Victor went back again and bashed her. She reported him to the police and told them the whole story. They found masses of drugs in his unit. He was arrested and charged. When I told Martin about Victor, he remembered him from 1968 but hadn’t been aware of his police career.

We sat together in the court when Victor was sentenced to a long stretch. He was about to be propelled out to the cells by the guards when he looked up to where we sat and saw us three. It must have dawned on him that Martin and I worked together. He probably knew what Martin’s secret role was.
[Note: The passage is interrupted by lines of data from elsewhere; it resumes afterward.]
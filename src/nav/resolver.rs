//! Parent/sibling resolution over the cache
//!
//! The resolver answers "what is this task's parent, what are its siblings,
//! and where does it sit among them?" from the [`NavCache`] when it can, and
//! from the [`HierarchyClient`] when it must:
//!
//! - parent links never expire; they are dropped only with the children
//!   entry they were learned from
//! - children lists are served while fresh and replaced outright once stale
//! - a remembered index is trusted only after checking the sibling at that
//!   index is still the same task
//! - a task missing from its believed siblings triggers reconciliation: the
//!   parent is re-fetched, the affected children lists are invalidated and
//!   the siblings re-fetched, and the index is found by a plain scan

use chrono::Duration;

use crate::domain::{position_of, Resolution, Sibling, TaskId};
use crate::hierarchy::{HierarchyClient, HierarchyError};
use crate::storage::NavCache;

use super::clock::{Clock, SystemClock};

pub struct Resolver<H, C = SystemClock> {
    client: H,
    clock: C,
    ttl: Duration,
}

impl<H: HierarchyClient> Resolver<H> {
    pub fn new(client: H, ttl: Duration) -> Self {
        Self::with_clock(client, SystemClock, ttl)
    }
}

impl<H: HierarchyClient, C: Clock> Resolver<H, C> {
    pub fn with_clock(client: H, clock: C, ttl: Duration) -> Self {
        Self { client, clock, ttl }
    }

    pub fn client(&self) -> &H {
        &self.client
    }

    pub fn clock(&self) -> &C {
        &self.clock
    }

    /// Parent of `task`, or `None` for a root task
    pub fn resolve_parent(
        &self,
        cache: &mut NavCache,
        task: &TaskId,
    ) -> Result<Option<TaskId>, HierarchyError> {
        if let Some(parent) = cache.get_parent(task) {
            return Ok(Some(parent.clone()));
        }
        self.fetch_parent(cache, task)
    }

    /// Fetches the parent link, bypassing the cached one
    fn fetch_parent(
        &self,
        cache: &mut NavCache,
        task: &TaskId,
    ) -> Result<Option<TaskId>, HierarchyError> {
        tracing::debug!(%task, "fetching parent");
        let fetched = self.client.get_task(task)?;

        let Some(parent) = fetched.parent else {
            return Ok(None);
        };
        cache.set_parent(task, &parent);
        Ok(Some(parent))
    }

    /// Children of `parent`, from cache while fresh
    pub fn resolve_children(
        &self,
        cache: &mut NavCache,
        parent: &TaskId,
    ) -> Result<Vec<Sibling>, HierarchyError> {
        let now = self.clock.now();
        if let Some(entry) = cache.get_children(parent) {
            if entry.is_fresh(now, self.ttl) {
                return Ok(entry.siblings.clone());
            }
        }

        tracing::debug!(%parent, "fetching children");
        let siblings = self.client.get_children(parent)?;
        cache.set_children(parent, siblings.clone(), self.clock.now());
        Ok(siblings)
    }

    /// Index of `task` among `siblings`
    ///
    /// Tries the remembered position under `parent` first, then scans.
    pub fn find_index(
        cache: &NavCache,
        siblings: &[Sibling],
        task: &TaskId,
        parent: &TaskId,
    ) -> Option<usize> {
        if let Some(last) = cache.get_last_visited(parent) {
            if &last.id == task && last.still_matches(siblings) {
                return Some(last.idx);
            }
        }
        position_of(siblings, task)
    }

    /// Parent, siblings and index of `task`
    ///
    /// `Ok(None)` means the task has no parent. A returned resolution with
    /// `idx == None` means the task could not be located even after
    /// reconciliation (deleted, or beyond the first page of siblings).
    pub fn resolve_parent_and_siblings(
        &self,
        cache: &mut NavCache,
        task: &TaskId,
    ) -> Result<Option<Resolution>, HierarchyError> {
        let Some(parent_id) = self.resolve_parent(cache, task)? else {
            return Ok(None);
        };

        let siblings = self.resolve_children(cache, &parent_id)?;
        if let Some(idx) = Self::find_index(cache, &siblings, task, &parent_id) {
            return Ok(Some(Resolution {
                parent_id,
                siblings,
                idx: Some(idx),
            }));
        }

        self.reconcile(cache, task, &parent_id)
    }

    fn reconcile(
        &self,
        cache: &mut NavCache,
        task: &TaskId,
        believed_parent: &TaskId,
    ) -> Result<Option<Resolution>, HierarchyError> {
        tracing::info!(%task, parent = %believed_parent, "task missing from siblings, reconciling");

        let Some(parent_id) = self.fetch_parent(cache, task)? else {
            return Ok(None);
        };

        if &parent_id != believed_parent {
            tracing::info!(%task, from = %believed_parent, to = %parent_id, "task was reparented");
            cache.remove_children(believed_parent);
        }
        cache.remove_children(&parent_id);

        let siblings = self.resolve_children(cache, &parent_id)?;
        let idx = position_of(&siblings, task);
        if idx.is_none() {
            tracing::debug!(%task, parent = %parent_id, count = siblings.len(), "task not among fresh siblings");
        }

        Ok(Some(Resolution {
            parent_id,
            siblings,
            idx,
        }))
    }
}

#[cfg(test)]
mod tests {
    use super::*;
    use crate::domain::{LastVisited, PAGE_SIZE};
    use crate::hierarchy::memory::{id, MemoryHierarchy};
    use crate::nav::clock::ManualClock;

    const TTL_MS: i64 = 60_000;

    fn resolver(hierarchy: MemoryHierarchy) -> Resolver<MemoryHierarchy, ManualClock> {
        Resolver::with_clock(hierarchy, ManualClock::at(0), Duration::milliseconds(TTL_MS))
    }

    #[test]
    fn resolves_first_child_without_hint() {
        let r = resolver(MemoryHierarchy::with_family("p", &["a", "b", "c"]));
        let mut cache = NavCache::default();

        let res = r.resolve_parent_and_siblings(&mut cache, &id("a")).unwrap().unwrap();
        assert_eq!(res.parent_id, id("p"));
        assert_eq!(res.idx, Some(0));
        assert_eq!(res.siblings.len(), 3);
    }

    #[test]
    fn root_task_has_no_resolution() {
        let r = resolver(MemoryHierarchy::with_family("p", &["a"]));
        let mut cache = NavCache::default();

        assert!(r.resolve_parent_and_siblings(&mut cache, &id("p")).unwrap().is_none());
        assert!(cache.get_parent(&id("p")).is_none());
    }

    #[test]
    fn parent_is_cached_after_fetch() {
        let r = resolver(MemoryHierarchy::with_family("p", &["a"]));
        let mut cache = NavCache::default();

        assert_eq!(r.resolve_parent(&mut cache, &id("a")).unwrap(), Some(id("p")));
        assert_eq!(r.resolve_parent(&mut cache, &id("a")).unwrap(), Some(id("p")));
        assert_eq!(r.client().task_calls(), 1);
    }

    #[test]
    fn siblings_learned_from_children_skip_parent_fetch() {
        let r = resolver(MemoryHierarchy::with_family("p", &["a", "b", "c"]));
        let mut cache = NavCache::default();

        r.resolve_parent_and_siblings(&mut cache, &id("a")).unwrap();
        let res = r.resolve_parent_and_siblings(&mut cache, &id("c")).unwrap().unwrap();

        assert_eq!(res.idx, Some(2));
        assert_eq!(r.client().task_calls(), 1);
        assert_eq!(r.client().children_calls(), 1);
    }

    #[test]
    fn children_reused_until_ttl() {
        let r = resolver(MemoryHierarchy::with_family("p", &["a", "b", "c"]));
        let mut cache = NavCache::default();

        r.resolve_children(&mut cache, &id("p")).unwrap();
        r.clock().set(TTL_MS - 1);
        r.resolve_children(&mut cache, &id("p")).unwrap();
        assert_eq!(r.client().children_calls(), 1);

        r.clock().set(TTL_MS);
        r.resolve_children(&mut cache, &id("p")).unwrap();
        assert_eq!(r.client().children_calls(), 2);
    }

    #[test]
    fn stale_entry_is_replaced_not_merged() {
        let hierarchy = MemoryHierarchy::with_family("p", &["a", "b"]);
        let r = resolver(hierarchy);
        let mut cache = NavCache::default();

        r.resolve_children(&mut cache, &id("p")).unwrap();
        r.client().remove("b");
        r.client().add("z", Some("p"));
        r.clock().advance(TTL_MS);

        let siblings = r.resolve_children(&mut cache, &id("p")).unwrap();
        let ids: Vec<TaskId> = siblings.into_iter().map(|s| s.id).collect();
        assert_eq!(ids, vec![id("a"), id("z")]);
        assert_eq!(cache.get_children(&id("p")).unwrap().siblings.len(), 2);
    }

    #[test]
    fn stale_timestamp_refreshed_at_ttl_even_if_unchanged() {
        // P has [A, B, C] fetched at t=0; resolving C at t=61000 re-fetches
        let r = resolver(MemoryHierarchy::with_family("p", &["a", "b", "c"]));
        let mut cache = NavCache::default();

        r.resolve_parent_and_siblings(&mut cache, &id("a")).unwrap();
        r.clock().set(61_000);
        let res = r.resolve_parent_and_siblings(&mut cache, &id("c")).unwrap().unwrap();

        assert_eq!(res.idx, Some(2));
        assert_eq!(r.client().children_calls(), 2);
        assert_eq!(
            cache.get_children(&id("p")).unwrap().fetched_at.timestamp_millis(),
            61_000
        );
    }

    #[test]
    fn fast_path_hit() {
        let list: Vec<Sibling> = ["a", "b", "c"].iter().map(|s| Sibling::new(id(s), "")).collect();
        let mut cache = NavCache::default();
        cache.set_last_visited(&id("p"), LastVisited::new(id("c"), 2));

        assert_eq!(
            Resolver::<MemoryHierarchy, ManualClock>::find_index(&cache, &list, &id("c"), &id("p")),
            Some(2)
        );
    }

    #[test]
    fn fast_path_rejected_when_sibling_moved() {
        let list: Vec<Sibling> = ["x", "a", "b", "q"].iter().map(|s| Sibling::new(id(s), "")).collect();
        let mut cache = NavCache::default();
        // hint says x was at 2, but index 2 now holds b
        cache.set_last_visited(&id("p"), LastVisited::new(id("x"), 2));

        let idx =
            Resolver::<MemoryHierarchy, ManualClock>::find_index(&cache, &list, &id("x"), &id("p"));
        assert_eq!(idx, Some(0));
        assert_ne!(idx, Some(2));
    }

    #[test]
    fn fast_path_ignored_for_other_task() {
        let list: Vec<Sibling> = ["a", "b", "c"].iter().map(|s| Sibling::new(id(s), "")).collect();
        let mut cache = NavCache::default();
        cache.set_last_visited(&id("p"), LastVisited::new(id("c"), 2));

        assert_eq!(
            Resolver::<MemoryHierarchy, ManualClock>::find_index(&cache, &list, &id("a"), &id("p")),
            Some(0)
        );
        assert_eq!(
            Resolver::<MemoryHierarchy, ManualClock>::find_index(&cache, &list, &id("z"), &id("p")),
            None
        );
    }

    #[test]
    fn reparented_task_is_reconciled() {
        let hierarchy = MemoryHierarchy::with_family("A", &["t", "u"]);
        hierarchy.add("B", None);
        hierarchy.add("b1", Some("B"));
        let r = resolver(hierarchy);
        let mut cache = NavCache::default();

        r.resolve_parent_and_siblings(&mut cache, &id("t")).unwrap();
        r.resolve_children(&mut cache, &id("B")).unwrap();
        assert_eq!(cache.get_parent(&id("t")), Some(&id("A")));

        // t moves under B; A's cached children go stale and get re-fetched without t
        r.client().reparent("t", "B");
        r.clock().advance(TTL_MS);

        let res = r.resolve_parent_and_siblings(&mut cache, &id("t")).unwrap().unwrap();
        assert_eq!(res.parent_id, id("B"));
        assert_eq!(res.idx, Some(1));
        assert_eq!(cache.get_parent(&id("t")), Some(&id("B")));
        assert!(cache.get_children(&id("A")).is_none());
        assert_eq!(cache.get_children(&id("B")).unwrap().siblings.len(), 2);
    }

    #[test]
    fn reconciliation_refetches_even_fresh_children() {
        let hierarchy = MemoryHierarchy::with_family("A", &["t"]);
        hierarchy.add("B", None);
        let r = resolver(hierarchy);
        let mut cache = NavCache::default();

        // B's children cached fresh (empty), then t moves there
        r.resolve_children(&mut cache, &id("B")).unwrap();
        r.resolve_parent(&mut cache, &id("t")).unwrap();
        cache.set_parent(&id("t"), &id("B"));
        r.client().reparent("t", "B");

        let calls_before = r.client().children_calls();
        let res = r.resolve_parent_and_siblings(&mut cache, &id("t")).unwrap().unwrap();

        assert_eq!(res.idx, Some(0));
        assert_eq!(r.client().children_calls(), calls_before + 1);
    }

    #[test]
    fn reconciliation_ignores_stale_hint() {
        let hierarchy = MemoryHierarchy::with_family("p", &["a", "b"]);
        let r = resolver(hierarchy);
        let mut cache = NavCache::default();
        r.resolve_children(&mut cache, &id("p")).unwrap();

        // Cached list still [a, b]; c added, hint claims c sits at index 1
        r.client().add("c", Some("p"));
        cache.set_parent(&id("c"), &id("p"));
        cache.set_last_visited(&id("p"), LastVisited::new(id("c"), 1));

        let res = r.resolve_parent_and_siblings(&mut cache, &id("c")).unwrap().unwrap();
        assert_eq!(res.idx, Some(2));
    }

    #[test]
    fn deleted_task_surfaces_not_found() {
        let hierarchy = MemoryHierarchy::with_family("p", &["a", "b"]);
        let r = resolver(hierarchy);
        let mut cache = NavCache::default();
        r.resolve_parent_and_siblings(&mut cache, &id("b")).unwrap();

        r.client().remove("b");
        r.clock().advance(TTL_MS);

        assert!(matches!(
            r.resolve_parent_and_siblings(&mut cache, &id("b")),
            Err(HierarchyError::NotFound(_))
        ));
    }

    #[test]
    fn task_beyond_first_page_stays_unlocated() {
        let hierarchy = MemoryHierarchy::default();
        hierarchy.add("p", None);
        for n in 0..(PAGE_SIZE + 1) {
            hierarchy.add(&format!("c{}", n), Some("p"));
        }
        let r = resolver(hierarchy);
        let mut cache = NavCache::default();

        let last = id(&format!("c{}", PAGE_SIZE));
        let res = r.resolve_parent_and_siblings(&mut cache, &last).unwrap().unwrap();
        assert_eq!(res.idx, None);
        assert!(res.at_page_limit());
    }

    #[test]
    fn reconciliation_to_root_yields_none() {
        let hierarchy = MemoryHierarchy::with_family("p", &["a"]);
        hierarchy.add("x", None);
        let r = resolver(hierarchy);
        let mut cache = NavCache::default();

        // Believed parent p, but x is a root task
        cache.set_parent(&id("x"), &id("p"));
        assert!(r.resolve_parent_and_siblings(&mut cache, &id("x")).unwrap().is_none());
    }

    #[test]
    fn transport_failure_propagates() {
        let r = resolver(MemoryHierarchy::with_family("p", &["a"]));
        r.client().set_offline(true);
        let mut cache = NavCache::default();

        assert!(matches!(
            r.resolve_parent_and_siblings(&mut cache, &id("a")),
            Err(HierarchyError::Transport(_))
        ));
        assert!(cache.is_empty());
    }
}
Probably made enquiries, unbeknown to Martin.

‘Fucking dogs,’ he yelled when they carted him away. ‘I’ll kill you’ were the words on his lips as the cell door was slammed shut.

A man in a crumpled suit sitting in front of us turned round and studied our faces. I instantly felt the danger and the revolving gut. I scratched the top of my itching head and knew by the features of the man that he was a close relative. He turned out to be Mark Marshall, Victor’s younger brother. A person of interest; a man with a mission.

Joan’s breast cancer began that year during the terrible time.